= Cognitive remediation therapy =

Treatment designed to improve neurocognitive abilities

Cognitive remediation is designed to improve neurocognitive abilities such as attention, working memory, cognitive flexibility and planning, and executive functioning which leads to improved psychosocial functioning.

==Empirical support==
Empirical support for cognitive remediation in traumatic brain injury and schizophrenia is documented by published randomized controlled trials and meta-analyses. Effects on cognitive skill performance in schizophrenia are durable for months after the therapies are withdrawn, particularly in terms of executive functioning, working memory, and verbal memory. Importantly, neurocognitive gains have been linked to improvements in obtaining and working in competitive jobs.

==In practice==
Narrowly defined, cognitive remediation is a set of cognitive drills or compensatory interventions designed to enhance cognitive functioning. However, from the vantage point of the rehabilitation field, cognitive remediation engages the participant in a learning activity to enhance the neurocognitive skills relevant to overall recovery goals.
Cognitive remediation programs vary in the extent to which they reflect these narrow or broader perspectives, and there is ongoing research to identify the active ingredients that result in a positive response to treatment. Data suggests that when cognitive remediation is provided to people with schizophrenia, it is most effective when given in the broader context of psychosocial rehabilitation. Recent attention has turned to incorporating motivational enhancements into the treatment of cognitive dysfunction for psychological disorders. Meta-analyses on cognitive remediation usually also consider interventions targeting social cognition and metacognition, such as social cognition and intervention training and metacognitive training. Cognitive remediation can be delivered in 1-to-1 or groups sessions for early psychosis.

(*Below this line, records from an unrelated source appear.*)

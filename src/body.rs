//! Request body shaping
//!
//! Turns a caller-supplied [`Body`] into the bytes that go on the wire and the
//! `Content-Type` the dispatcher should advertise:
//!
//! - structured values are serialized as JSON text, optionally base64-encoded;
//! - multipart forms pass through untouched unless a JSON conversion is requested,
//!   in which case they are flattened into a key/value object first;
//! - raw strings are sent as-is.

use serde::Serialize;
use serde_json::{Map, Value};

use crate::config::BodyEncoding;
use crate::error::{RequestError, Result};

pub const APPLICATION_JSON: &str = "application/json";

/// A single multipart field value.
#[derive(Debug, Clone, PartialEq, Eq)]
pub enum FormValue {
    Text(String),
    File {
        file_name: String,
        content_type: Option<String>,
        bytes: Vec<u8>,
    },
}

impl FormValue {
    /// The value used when the form is flattened into JSON.
    fn flattened(&self) -> String {
        match self {
            Self::Text(text) => text.clone(),
            Self::File { file_name, .. } => file_name.clone(),
        }
    }
}

/// Ordered multipart payload. Keys may repeat.
#[derive(Debug, Clone, Default, PartialEq, Eq)]
pub struct FormData {
    fields: Vec<(String, FormValue)>,
}

impl FormData {
    pub fn new() -> Self {
        Self::default()
    }

    pub fn text(mut self, name: impl Into<String>, value: impl Into<String>) -> Self {
        self.fields.push((name.into(), FormValue::Text(value.into())));
        self
    }

    pub fn file(
        mut self,
        name: impl Into<String>,
        file_name: impl Into<String>,
        bytes: impl Into<Vec<u8>>,
    ) -> Self {
        self.fields.push((
            name.into(),
            FormValue::File {
                file_name: file_name.into(),
                content_type: None,
                bytes: bytes.into(),
            },
        ));
        self
    }

    pub fn push(&mut self, name: impl Into<String>, value: FormValue) {
        self.fields.push((name.into(), value));
    }

    pub fn fields(&self) -> impl Iterator<Item = (&str, &FormValue)> {
        self.fields.iter().map(|(k, v)| (k.as_str(), v))
    }

    pub fn len(&self) -> usize {
        self.fields.len()
    }

    pub fn is_empty(&self) -> bool {
        self.fields.is_empty()
    }

    /// Collapse into a plain string mapping. The first value seen for a key wins.
    pub fn flatten(&self) -> Map<String, Value> {
        let mut map = Map::new();
        for (name, value) in &self.fields {
            if !map.contains_key(name) {
                map.insert(name.clone(), Value::String(value.flattened()));
            }
        }
        map
    }
}

/// Caller-supplied request body.
#[derive(Debug, Clone, PartialEq)]
pub enum Body {
    /// Structured value, sent as JSON.
    Json(Value),
    /// Multipart form payload.
    Form(FormData),
    /// Raw string, sent verbatim.
    Text(String),
}

impl Body {
    /// Serialize any value into a JSON body.
    pub fn json<T: Serialize + ?Sized>(value: &T) -> Result<Self> {
        serde_json::to_value(value)
            .map(Self::Json)
            .map_err(|e| RequestError::Encoding(format!("Failed to serialize body: {e}")))
    }

    pub fn is_form(&self) -> bool {
        matches!(self, Self::Form(_))
    }
}

impl From<Value> for Body {
    fn from(value: Value) -> Self {
        Self::Json(value)
    }
}

impl From<Map<String, Value>> for Body {
    fn from(map: Map<String, Value>) -> Self {
        Self::Json(Value::Object(map))
    }
}

impl From<FormData> for Body {
    fn from(form: FormData) -> Self {
        Self::Form(form)
    }
}

impl From<String> for Body {
    fn from(text: String) -> Self {
        Self::Text(text)
    }
}

impl From<&str> for Body {
    fn from(text: &str) -> Self {
        Self::Text(text.to_string())
    }
}

/// Body in the form handed to the transport.
#[derive(Debug, Clone, PartialEq, Eq)]
pub enum WireBody {
    Text(String),
    Form(FormData),
}

impl WireBody {
    pub fn as_text(&self) -> Option<&str> {
        match self {
            Self::Text(text) => Some(text),
            Self::Form(_) => None,
        }
    }
}

/// Output of [`encode_body`].
#[derive(Debug, Clone, PartialEq, Eq)]
pub struct EncodedBody {
    pub body: Option<WireBody>,
    pub content_type: Option<&'static str>,
}

impl EncodedBody {
    pub const fn empty() -> Self {
        Self {
            body: None,
            content_type: None,
        }
    }
}

/// Serialize a JSON value and apply the transport encoding.
pub fn encode_json(value: &Value, encoding: BodyEncoding) -> Result<EncodedBody> {
    let text = serde_json::to_string(value)
        .map_err(|e| RequestError::Encoding(format!("Failed to serialize body: {e}")))?;
    Ok(EncodedBody {
        body: Some(WireBody::Text(encoding.encode(&text))),
        content_type: Some(APPLICATION_JSON),
    })
}

/// Shape a body for the wire.
///
/// `convert_form` only affects multipart payloads: when set, the form is
/// flattened and sent as JSON instead of multipart.
pub fn encode_body(body: &Body, convert_form: bool, encoding: BodyEncoding) -> Result<EncodedBody> {
    match body {
        Body::Json(value) => encode_json(value, encoding),
        Body::Form(form) if convert_form => encode_json(&Value::Object(form.flatten()), encoding),
        Body::Form(form) => Ok(EncodedBody {
            body: Some(WireBody::Form(form.clone())),
            content_type: None,
        }),
        Body::Text(text) => Ok(EncodedBody {
            body: Some(WireBody::Text(text.clone())),
            content_type: None,
        }),
    }
}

===For anorexia nervosa===
For individuals with anorexia nervosa, cognitive remediation therapy is an interactive treatment which combines practical exercises with discussions about their relevance to the patient’s everyday life. Cognitive remediation therapy was adapted for anorexia nervosa by Professor Kate Tchanturia and colleagues at the Institute of Psychiatry, Psychology and Neuroscience to address the process rather than the content of thinking, thus helping patients to develop a metacognitive awareness of their own thinking style. The treatment is hypothesized to work by strengthening and refining neural circuits, and by learning and transferring new cognitive strategies to appropriate situations. The aim is to identify and target the cognitive impairments specific to each patient, and to motivate the patient to engage in meta-cognitive processes i.e. to consider their cognitive/thinking styles and to explore alternative strategies, which in turn might lead to behavioral changes. By becoming aware of problematic cognitive styles, the patient can reflect on how these affect everyday life and learn to develop new strategies. The intervention was originally developed for adults with anorexia nervosa but it has been explored for younger patients as well.